LeetCode题解(二)

LeetCode题解(二)

Roman to Integer

Given a roman numeral, convert it to an integer.

Input is guaranteed to be within the range from 1 to 3999.

int romanToInt(char* s) {
    int len = strlen(s);
    int prev = 0;
    int result = 0;
    int ele = 0;
    for (int i = len - 1; i > -1; --i) {
        switch (*(s + i))   {
            case 'i': case 'I': ele = 1; break;
            case 'v': case 'V': ele = 5; break;
            case 'x': case 'X': ele = 10; break;
            case 'l': case 'L': ele = 50; break;
            case 'c': case 'C': ele = 100; break;
            case 'd': case 'D': ele = 500; break;
            case 'm': case 'M': ele = 1000; break;
        }

        if (ele < prev) {
            result -= ele;
        }
        else
            result += ele;
        prev = ele;
    }

    return result;
}

Valid Parentheses

Given a string containing just the characters ‘(‘, ‘)’, ‘{‘, ‘}’, ‘[’ and ‘]’, determine if the input string is valid.

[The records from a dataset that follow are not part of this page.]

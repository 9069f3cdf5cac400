use std::time::Duration;

use chrono::NaiveDate;
use geo::MultiPolygon;
use reqwest::blocking::Client;
use reqwest::header::{AUTHORIZATION, HeaderMap, HeaderValue, USER_AGENT};
use serde::{Deserialize, Serialize};
use serde_json::{Value, json};
use tracing::debug;

use crate::config::WarehouseCredentials;
use crate::domain::{ForecastRef, ForecastTime, StormId, WindThreshold};
use crate::error::ImpactError;
use crate::geometry::decode_geojson;
use crate::http::send_with_retries;

/// Ensemble member carrying the deterministic (high-resolution) run.
pub const DETERMINISTIC_MEMBER: u32 = 51;

/// Area at or above `threshold` for one ensemble member of a forecast.
#[derive(Debug, Clone)]
pub struct StormEnvelope {
    pub storm: StormId,
    pub forecast_time: ForecastTime,
    pub ensemble_member: u32,
    pub threshold: WindThreshold,
    pub geometry: MultiPolygon<f64>,
}

#[derive(Debug, Clone, PartialEq, Serialize, Deserialize)]
pub struct TrackPosition {
    pub lead_time_h: i64,
    pub lat: f64,
    pub lon: f64,
    #[serde(default)]
    pub wind_speed_kt: Option<f64>,
    #[serde(default)]
    pub pressure_hpa: Option<f64>,
}

/// One ensemble member's path, positions ordered by lead time.
#[derive(Debug, Clone, PartialEq, Serialize, Deserialize)]
pub struct EnsembleTrack {
    pub member: u32,
    pub positions: Vec<TrackPosition>,
}

pub trait StormSource: Send + Sync {
    fn list_forecasts(&self, since: NaiveDate) -> Result<Vec<ForecastRef>, ImpactError>;
    fn get_envelopes(
        &self,
        storm: &StormId,
        forecast_time: ForecastTime,
    ) -> Result<Vec<StormEnvelope>, ImpactError>;
    fn get_tracks(
        &self,
        storm: &StormId,
        forecast_time: ForecastTime,
    ) -> Result<Vec<EnsembleTrack>, ImpactError>;
}

/// Storm source backed by the warehouse SQL REST endpoint.
#[derive(Clone)]
pub struct WarehouseClient {
    client: Client,
    base_url: String,
    credentials: WarehouseCredentials,
}

impl WarehouseClient {
    pub fn new(credentials: WarehouseCredentials) -> Result<Self, ImpactError> {
        let base_url = format!("https://{}.snowflakecomputing.com", credentials.account);
        Self::with_base_url(credentials, base_url)
    }

    pub fn with_base_url(
        credentials: WarehouseCredentials,
        base_url: String,
    ) -> Result<Self, ImpactError> {
        let mut headers = HeaderMap::new();
        headers.insert(
            USER_AGENT,
            HeaderValue::from_str(&format!("storm-impact/{}", env!("CARGO_PKG_VERSION")))
                .map_err(|err| ImpactError::WarehouseHttp(err.to_string()))?,
        );
        headers.insert(
            AUTHORIZATION,
            HeaderValue::from_str(&format!("Bearer {}", credentials.token))
                .map_err(|err| ImpactError::WarehouseHttp(err.to_string()))?,
        );
        headers.insert(
            "X-Snowflake-Authorization-Token-Type",
            HeaderValue::from_static("PROGRAMMATIC_ACCESS_TOKEN"),
        );

        let client = Client::builder()
            .default_headers(headers)
            .timeout(Duration::from_secs(120))
            .build()
            .map_err(|err| ImpactError::WarehouseHttp(err.to_string()))?;

        Ok(Self {
            client,
            base_url: base_url.trim_end_matches('/').to_string(),
            credentials,
        })
    }

    /// Runs one statement and returns every row across all result partitions.
    fn query(&self, statement: &str, bindings: &[&str]) -> Result<Vec<Vec<Value>>, ImpactError> {
        let mut binds = serde_json::Map::new();
        for (idx, value) in bindings.iter().enumerate() {
            binds.insert(
                (idx + 1).to_string(),
                json!({ "type": "TEXT", "value": value }),
            );
        }
        let body = json!({
            "statement": statement,
            "timeout": 120,
            "warehouse": self.credentials.warehouse,
            "database": self.credentials.database,
            "schema": self.credentials.schema,
            "bindings": binds,
        });

        let url = format!("{}/api/v2/statements", self.base_url);
        let response = send_with_retries(
            || self.client.post(&url).json(&body),
            ImpactError::WarehouseHttp,
        )?;
        let first: StatementResponse = Self::decode(response)?;

        let mut rows = first.data;
        let partitions = first
            .result_set_meta_data
            .map(|meta| meta.partition_info.len())
            .unwrap_or(1);
        if let Some(handle) = first.statement_handle {
            for partition in 1..partitions {
                let url = format!("{}/api/v2/statements/{handle}", self.base_url);
                let response = send_with_retries(
                    || {
                        self.client
                            .get(&url)
                            .query(&[("partition", partition.to_string())])
                    },
                    ImpactError::WarehouseHttp,
                )?;
                let page: StatementResponse = Self::decode(response)?;
                rows.extend(page.data);
            }
        }
        debug!(rows = rows.len(), "warehouse query complete");
        Ok(rows)
    }

    fn decode(response: reqwest::blocking::Response) -> Result<StatementResponse, ImpactError> {
        if !response.status().is_success() {
            let status = response.status().as_u16();
            let message = response
                .text()
                .unwrap_or_else(|_| "warehouse request failed".to_string());
            return Err(ImpactError::WarehouseStatus { status, message });
        }
        response
            .json()
            .map_err(|err| ImpactError::WarehouseHttp(err.to_string()))
    }
}

#[derive(Debug, Deserialize)]
#[serde(rename_all = "camelCase")]
struct StatementResponse {
    #[serde(default)]
    result_set_meta_data: Option<ResultSetMetaData>,
    #[serde(default)]
    data: Vec<Vec<Value>>,
    #[serde(default)]
    statement_handle: Option<String>,
}

#[derive(Debug, Deserialize)]
#[serde(rename_all = "camelCase")]
struct ResultSetMetaData {
    #[serde(default)]
    partition_info: Vec<Value>,
}

const LIST_FORECASTS: &str = "SELECT DISTINCT TRACK_ID, TO_VARCHAR(FORECAST_TIME, 'YYYY-MM-DD HH24:MI:SS') \
     FROM TC_TRACKS WHERE FORECAST_TIME >= TO_TIMESTAMP(?) \
     ORDER BY 2 DESC, 1";

const GET_ENVELOPES: &str = "SELECT ENSEMBLE_MEMBER, WIND_THRESHOLD, ST_ASGEOJSON(ENVELOPE_REGION) \
     FROM TC_ENVELOPES_COMBINED WHERE TRACK_ID = ? AND FORECAST_TIME = TO_TIMESTAMP(?) \
     ORDER BY ENSEMBLE_MEMBER, WIND_THRESHOLD";

const GET_TRACKS: &str = "SELECT ENSEMBLE_MEMBER, LEAD_TIME, LATITUDE, LONGITUDE, WIND_SPEED_KNOTS, PRESSURE_HPA \
     FROM TC_TRACKS WHERE TRACK_ID = ? AND FORECAST_TIME = TO_TIMESTAMP(?) \
     ORDER BY ENSEMBLE_MEMBER, LEAD_TIME";

impl StormSource for WarehouseClient {
    fn list_forecasts(&self, since: NaiveDate) -> Result<Vec<ForecastRef>, ImpactError> {
        let since = since.format("%Y-%m-%d 00:00:00").to_string();
        self.query(LIST_FORECASTS, &[&since])?
            .iter()
            .map(|row| {
                Ok(ForecastRef {
                    storm: text_cell(row, 0)?.parse()?,
                    forecast_time: text_cell(row, 1)?.parse()?,
                })
            })
            .collect()
    }

    fn get_envelopes(
        &self,
        storm: &StormId,
        forecast_time: ForecastTime,
    ) -> Result<Vec<StormEnvelope>, ImpactError> {
        let rows = self.query(GET_ENVELOPES, &[storm.as_str(), &forecast_time.to_sql()])?;
        let mut envelopes = Vec::with_capacity(rows.len());
        for row in &rows {
            let knots = number_cell(row, 1)?
                .ok_or_else(|| invalid_row("WIND_THRESHOLD is null"))?;
            let geometry: Value = serde_json::from_str(text_cell(row, 2)?)
                .map_err(|err| invalid_row(&format!("ENVELOPE_REGION: {err}")))?;
            envelopes.push(StormEnvelope {
                storm: storm.clone(),
                forecast_time,
                ensemble_member: member_cell(row, 0)?,
                threshold: WindThreshold::try_from(knots.round() as u16)?,
                geometry: decode_geojson(&geometry)?,
            });
        }
        Ok(envelopes)
    }

    fn get_tracks(
        &self,
        storm: &StormId,
        forecast_time: ForecastTime,
    ) -> Result<Vec<EnsembleTrack>, ImpactError> {
        let rows = self.query(GET_TRACKS, &[storm.as_str(), &forecast_time.to_sql()])?;
        let mut tracks: Vec<EnsembleTrack> = Vec::new();
        for row in &rows {
            let member = member_cell(row, 0)?;
            let position = TrackPosition {
                lead_time_h: number_cell(row, 1)?.unwrap_or_default() as i64,
                lat: number_cell(row, 2)?.ok_or_else(|| invalid_row("LATITUDE is null"))?,
                lon: number_cell(row, 3)?.ok_or_else(|| invalid_row("LONGITUDE is null"))?,
                wind_speed_kt: number_cell(row, 4)?,
                pressure_hpa: number_cell(row, 5)?,
            };
            match tracks.last_mut() {
                Some(track) if track.member == member => track.positions.push(position),
                _ => tracks.push(EnsembleTrack {
                    member,
                    positions: vec![position],
                }),
            }
        }
        Ok(tracks)
    }
}

fn text_cell(row: &[Value], idx: usize) -> Result<&str, ImpactError> {
    row.get(idx)
        .and_then(Value::as_str)
        .ok_or_else(|| invalid_row(&format!("column {idx} is not text")))
}

fn number_cell(row: &[Value], idx: usize) -> Result<Option<f64>, ImpactError> {
    match row.get(idx) {
        None | Some(Value::Null) => Ok(None),
        Some(Value::Number(number)) => Ok(number.as_f64()),
        Some(Value::String(text)) => text
            .trim()
            .parse::<f64>()
            .map(Some)
            .map_err(|_| invalid_row(&format!("column {idx} is not numeric: {text}"))),
        Some(other) => Err(invalid_row(&format!("column {idx} is not numeric: {other}"))),
    }
}

fn member_cell(row: &[Value], idx: usize) -> Result<u32, ImpactError> {
    let value = number_cell(row, idx)?.ok_or_else(|| invalid_row("ENSEMBLE_MEMBER is null"))?;
    if value < 0.0 {
        return Err(invalid_row("ENSEMBLE_MEMBER is negative"));
    }
    Ok(value as u32)
}

fn invalid_row(message: &str) -> ImpactError {
    ImpactError::InvalidStormData(format!("unexpected result row: {message}"))
}

#[cfg(test)]
mod tests {
    use assert_matches::assert_matches;

    use super::*;

    #[test]
    fn cells_accept_text_numbers() {
        let row = vec![json!("51"), json!(12), Value::Null];
        assert_eq!(member_cell(&row, 0).unwrap(), 51);
        assert_eq!(number_cell(&row, 1).unwrap(), Some(12.0));
        assert_eq!(number_cell(&row, 2).unwrap(), None);
        assert_matches!(text_cell(&row, 1), Err(ImpactError::InvalidStormData(_)));
        assert!(!member_cell(&[json!(-1)], 0).unwrap_err().is_retryable());
    }

    #[test]
    fn statement_response_reads_partitions() {
        let response: StatementResponse = serde_json::from_value(json!({
            "resultSetMetaData": { "partitionInfo": [{ "rowCount": 1 }, { "rowCount": 1 }] },
            "data": [["FUNG-WONG", "2025-11-10 00:00:00"]],
            "statementHandle": "01b2"
        }))
        .unwrap();
        assert_eq!(response.data.len(), 1);
        assert_eq!(
            response.result_set_meta_data.unwrap().partition_info.len(),
            2
        );
    }
}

The brackets must close in the correct order, “()” and “()[]{}” are all valid but “(]” and “([)]” are not.

bool isValid(char* s) { 
    int len = (s == NULL) ? 0 : strlen(s);
    if (len < 2 || *s == ')' || *s == ']' || *s == '}')
        return false;

    char s_copy[len];
    strcpy(s_copy, s);
    char ele;
    int left_count = 0, right_count = 0;
    bool flag = false;
    for (int i = 0; i < len; ++i) {
        if (*(s + i) == ')') {
            flag = true; ele = '('; ++left_count; s_copy[i] = '';
        } else if (*(s + i) == ']') {
            flag = true; ele = '['; ++left_count; s_copy[i] = '';
        } else if (*(s + i) == '}') {
            flag = true; ele = '{'; ++left_count; s_copy[i] = '';
        } else {
            flag = false; ++right_count;
        }

        if (flag) {
            for (int j = i - 1; j > -1; --j) {
                if (s_copy[j] == '') {
                    if (j == 0)
                        return false;
                    else
                        continue;
                } else {
                    if (s_copy[j] != ele)
                        return false;
                    else
                        s_copy[j] = '';
                    break;
                }
            }
        }
    }

    if (left_count != right_count)
        return false;
    else
        return true;
}

Merge Two Sorted Lists

Merge two sorted linked lists and return it as a new list. The new list should be made by splicing together the nodes of the first two lists.

/**
 * Definition for singly-linked list.
 * struct ListNode {
 *     int val;
 *     struct ListNode *next;
 * };
 */
struct ListNode* mergeTwoLists(struct ListNode* l1, struct ListNode* l2) {
    if (l1 == NULL)
        return l2;
    if (l2 == NULL)
        return l1;
    struct ListNode* result = NULL;
    if (l1->val < l2->val) {
        result = l1;
        result->next = mergeTwoLists(l1->next, l2);
    } else {
        result = l2;
        result->next = mergeTwoLists(l1, l2->next);
    }

    return result;
}

Valid Sudoku

Determine if a Sudoku is valid, according to: Sudoku Puzzles - The Rules.
1. Each row must have the numbers 1-9 occuring just once.
2. Each column must have the numbers 1-9 occuring just once.
3. And the numbers 1-9 must occur just once in each of the 9 sub-boxes of the grid.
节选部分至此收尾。